San Diego State implemented a new waitlist feature that will say “goodbye to crashing” forever.
Associated Students requested and initiated this automatic enrollment application in 2012, which allows students to put themselves on a waitlist when a class is full.
As a seat in the class becomes available, the system automatically enrolls them into the class according to their ranking on the list.
Ranking is determined by various factors, such as the student’s units earned, major/minor and if he or she has met the necessary prerequisites for the class.
A student’s ranking can change every day according to how many students drop the class, add themselves to the waitlist or if there are any seats added to it.
This new system is beneficial for both students and faculty because it is a uniform non-biased way to allow students in a class without requiring them to crash it.
In the old registration process classes would only be opened from the first to last day of registration. Then classes would open up again on the first day of class but would require an add code.
Students were unable to add a class to their schedule even if there were available seats after the last registration day.
In the new system classes never close, and students are automatically enrolled in a class if there are available seats until the fifth day of class.
Starting on the sixth day of classes, faculty will manually add the students to the class even if there are open seats.
“The old process for acquiring those add codes was not a process that was standardized across the campus, every faculty did it their own way,” Registrar Rayanne Williams said. “Some faculty were fair, some were not.”
Having a waitlist creates not only a standardized process for students to auto-enroll in a class, but it also shows teachers how many students want or need to take their class, Williams said.
Vice President of University Affairs Andrea Byrd said this new system has the potential to help faculty add more classes for students.
“With the waitlist being an online system, Enrollment Services can see exactly how impacted some of these classes are, and open up more course sections if need be,” Byrd said.

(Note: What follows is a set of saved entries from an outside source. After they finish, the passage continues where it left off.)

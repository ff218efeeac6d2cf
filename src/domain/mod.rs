//! Domain layer
//!
//! Resource records watched by the control plane. These are plain data:
//! no store or cache access, only small helpers over their own fields.

pub mod condition;
pub mod envoy;
pub mod gateway;
pub mod meta;
pub mod resource;
pub mod route;
pub mod secret;
pub mod selector;
pub mod service;

pub use condition::{
    find_condition, is_condition_true, Condition, ConditionStatus, CONDITION_ADMITTED,
    CONDITION_AVAILABLE, CONDITION_READY, CONDITION_SCHEDULED,
};
pub use envoy::{
    ContainerPort, Envoy, EnvoySpec, EnvoyStatus, LoadBalancerProviderType, LoadBalancerScope,
    LoadBalancerStrategy, NetworkPublishing, NetworkPublishingType, ENVOY_FINALIZER,
    OWNING_ENVOY_NAME_LABEL, OWNING_ENVOY_NS_LABEL,
};
pub use gateway::{
    AddressType, Gateway, GatewayAddress, GatewayClass, GatewayClassSpec, GatewayClassStatus,
    GatewaySpec, GatewayStatus, GatewayTlsConfig, Listener, ObjectReference, ProtocolType,
    RouteBindingSelector, GATEWAY_API_GROUP, KIND_HTTP_ROUTE, KIND_SECRET,
};
pub use meta::{NamespacedName, ObjectMeta};
pub use resource::{Resource, ResourceKind};
pub use route::{
    HttpPathMatch, HttpRoute, HttpRouteForwardTo, HttpRouteMatch, HttpRouteRule, HttpRouteSpec,
    HttpRouteStatus, PathMatchType, RouteTlsConfig,
};
pub use secret::Secret;
pub use selector::{LabelSelector, LabelSelectorRequirement, SelectorOperator};
pub use service::{
    ExternalTrafficPolicy, PortProtocol, Service, ServicePort, ServiceSpec, ServiceType,
    SessionAffinity,
};
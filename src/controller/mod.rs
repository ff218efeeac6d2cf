//! # Reconcilers
//!
//! One work queue and one worker task per resource kind. A worker pops a
//! key, reconciles it against the current cache and store, and maps the
//! outcome onto the retry model: success, a terminal error that is only
//! logged, or a retryable error requeued after its backoff.

pub mod envoy;
pub mod gateway;
pub mod gateway_class;
pub mod http_route;

pub use envoy::EnvoyReconciler;
pub use gateway::GatewayReconciler;
pub use gateway_class::GatewayClassReconciler;
pub use http_route::HttpRouteReconciler;

use crate::cache::ResourceCache;
use crate::domain::{NamespacedName, ResourceKind};
use crate::errors::{Error, Result};
use crate::observability::MetricsRecorder;
use crate::reconcile_span;
use crate::status::{StatusAccessor, StatusCache};
use crate::store::ObjectStore;
use async_trait::async_trait;
use std::collections::HashSet;
use std::sync::{Arc, Mutex};
use std::time::{Duration, Instant};
use tokio::sync::{mpsc, watch};
use tokio::task::JoinHandle;
use tracing::{debug, error, info, warn, Instrument};

/// Shared handles every reconciler works with
#[derive(Clone)]
pub struct ControllerContext {
    pub store: Arc<dyn ObjectStore>,
    pub cache: Arc<ResourceCache>,
    pub status: Arc<StatusCache>,
    pub controller_name: String,
}

impl std::fmt::Debug for ControllerContext {
    fn fmt(&self, f: &mut std::fmt::Formatter<'_>) -> std::fmt::Result {
        f.debug_struct("ControllerContext").field("controller_name", &self.controller_name).finish()
    }
}

impl ControllerContext {
    /// Commit staged status, keeping the reconcile error when both fail
    pub async fn finish(&self, accessor: StatusAccessor<'_>, result: Result<()>) -> Result<()> {
        let key = accessor.key().clone();
        match (result, accessor.commit(self.store.as_ref()).await) {
            (Ok(()), Ok(_)) => Ok(()),
            (Ok(()), Err(commit)) => Err(commit),
            (Err(e), Ok(_)) => Err(e),
            (Err(e), Err(commit)) => {
                warn!(key = %key, error = %commit, "Status commit failed after reconcile error");
                Err(e)
            }
        }
    }
}

#[async_trait]
pub trait Reconciler: Send + Sync {
    fn kind(&self) -> ResourceKind;

    /// Drive `key` toward its desired state. Must be idempotent.
    async fn reconcile(&self, key: &NamespacedName) -> Result<()>;
}

/// What the worker does after a reconcile
#[derive(Debug, Clone, Copy, PartialEq, Eq)]
pub enum ReconcileAction {
    Done,
    RequeueAfter(Duration),
    Terminal,
}

impl ReconcileAction {
    pub fn from_result(result: &Result<()>) -> Self {
        match result {
            Ok(()) => Self::Done,
            Err(e) => match e.retry_after() {
                Some(after) => Self::RequeueAfter(after),
                None => Self::Terminal,
            },
        }
    }

    fn outcome(&self) -> &'static str {
        match self {
            Self::Done => "success",
            Self::RequeueAfter(_) => "requeue",
            Self::Terminal => "terminal",
        }
    }
}

/// Deduplicating queue of keys for one kind. A key already waiting is not
/// queued twice; it becomes eligible again once a worker picks it up.
#[derive(Debug, Clone)]
pub struct WorkQueue {
    kind: ResourceKind,
    tx: mpsc::Sender<NamespacedName>,
    pending: Arc<Mutex<HashSet<NamespacedName>>>,
}

impl WorkQueue {
    pub fn kind(&self) -> ResourceKind {
        self.kind
    }

    pub async fn enqueue(&self, key: NamespacedName) -> Result<()> {
        if !self.pending.lock().expect("work queue lock poisoned").insert(key.clone()) {
            return Ok(());
        }
        self.tx
            .send(key)
            .await
            .map_err(|_| Error::internal(format!("{} worker has stopped", self.kind)))
    }

    fn requeue_after(&self, key: NamespacedName, after: Duration) {
        let queue = self.clone();
        tokio::spawn(async move {
            tokio::time::sleep(after).await;
            if let Err(e) = queue.enqueue(key).await {
                debug!(error = %e, "Dropped requeue");
            }
        });
    }

    fn take(&self, key: &NamespacedName) {
        self.pending.lock().expect("work queue lock poisoned").remove(key);
    }

    pub fn pending(&self) -> usize {
        self.pending.lock().expect("work queue lock poisoned").len()
    }
}

/// Start the worker for `reconciler` and return its queue
pub fn spawn_controller(
    reconciler: Arc<dyn Reconciler>,
    queue_depth: usize,
    metrics: MetricsRecorder,
    mut shutdown: watch::Receiver<bool>,
) -> (WorkQueue, JoinHandle<()>) {
    let kind = reconciler.kind();
    let (tx, mut rx) = mpsc::channel(queue_depth.max(1));
    let queue = WorkQueue { kind, tx, pending: Arc::new(Mutex::new(HashSet::new())) };
    let worker_queue = queue.clone();

    let handle = tokio::spawn(async move {
        info!(kind = %kind, "Controller worker started");
        loop {
            let key = tokio::select! {
                changed = shutdown.changed() => {
                    if changed.is_err() || *shutdown.borrow() {
                        break;
                    }
                    continue;
                }
                key = rx.recv() => match key {
                    Some(key) => key,
                    None => break,
                },
            };

            worker_queue.take(&key);
            let span = reconcile_span!(kind, key);
            let started = Instant::now();
            let result = reconciler.reconcile(&key).instrument(span.clone()).await;
            let action = ReconcileAction::from_result(&result);
            metrics.record_reconcile(kind.as_str(), action.outcome(), started.elapsed().as_secs_f64());

            span.in_scope(|| match (action, result) {
                (ReconcileAction::Done, _) => debug!("Reconciled"),
                (ReconcileAction::RequeueAfter(after), Err(e)) => {
                    warn!(error = %e, requeue_after_ms = after.as_millis() as u64, "Reconcile will be retried");
                    worker_queue.requeue_after(key, after);
                }
                (_, Err(e)) => error!(error = %e, "Reconcile failed"),
                (_, Ok(())) => {}
            });
        }
        info!(kind = %kind, "Controller worker stopped");
    });

    (queue, handle)
}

The waitlist has some restrictions. Students can have a maximum of four course sections on their waitlist. Additionally, a course can be added to the waitlist if it conflicts with a class on a student’s schedule, but the student must agree to drop the conflicting course if he or she get their desired waitlist class.
Theatre, film and new media junior Constantine Samios experienced some difficulties with the waitlist. He added a class to his waitlist and got dropped from it twice.
Once he called the Office of the Registrar, they told him it was a technical glitch. When he added the class again, his ranking changed drastically.
Theatre, film and new media senior Daniel Galuppo had a good experience with the waitlist. He was auto-enrolled in a class after being third on the waitlist, but he still said the new system isn’t all that good.
“The whole point of crashing was that if you were the first one to make it to the class or talk to the professor you could get the add code,” Galuppo said. “This creates a competitive environment which is healthy, but if you are No. 30 on a waitlist your, chances of getting that class are much lower.”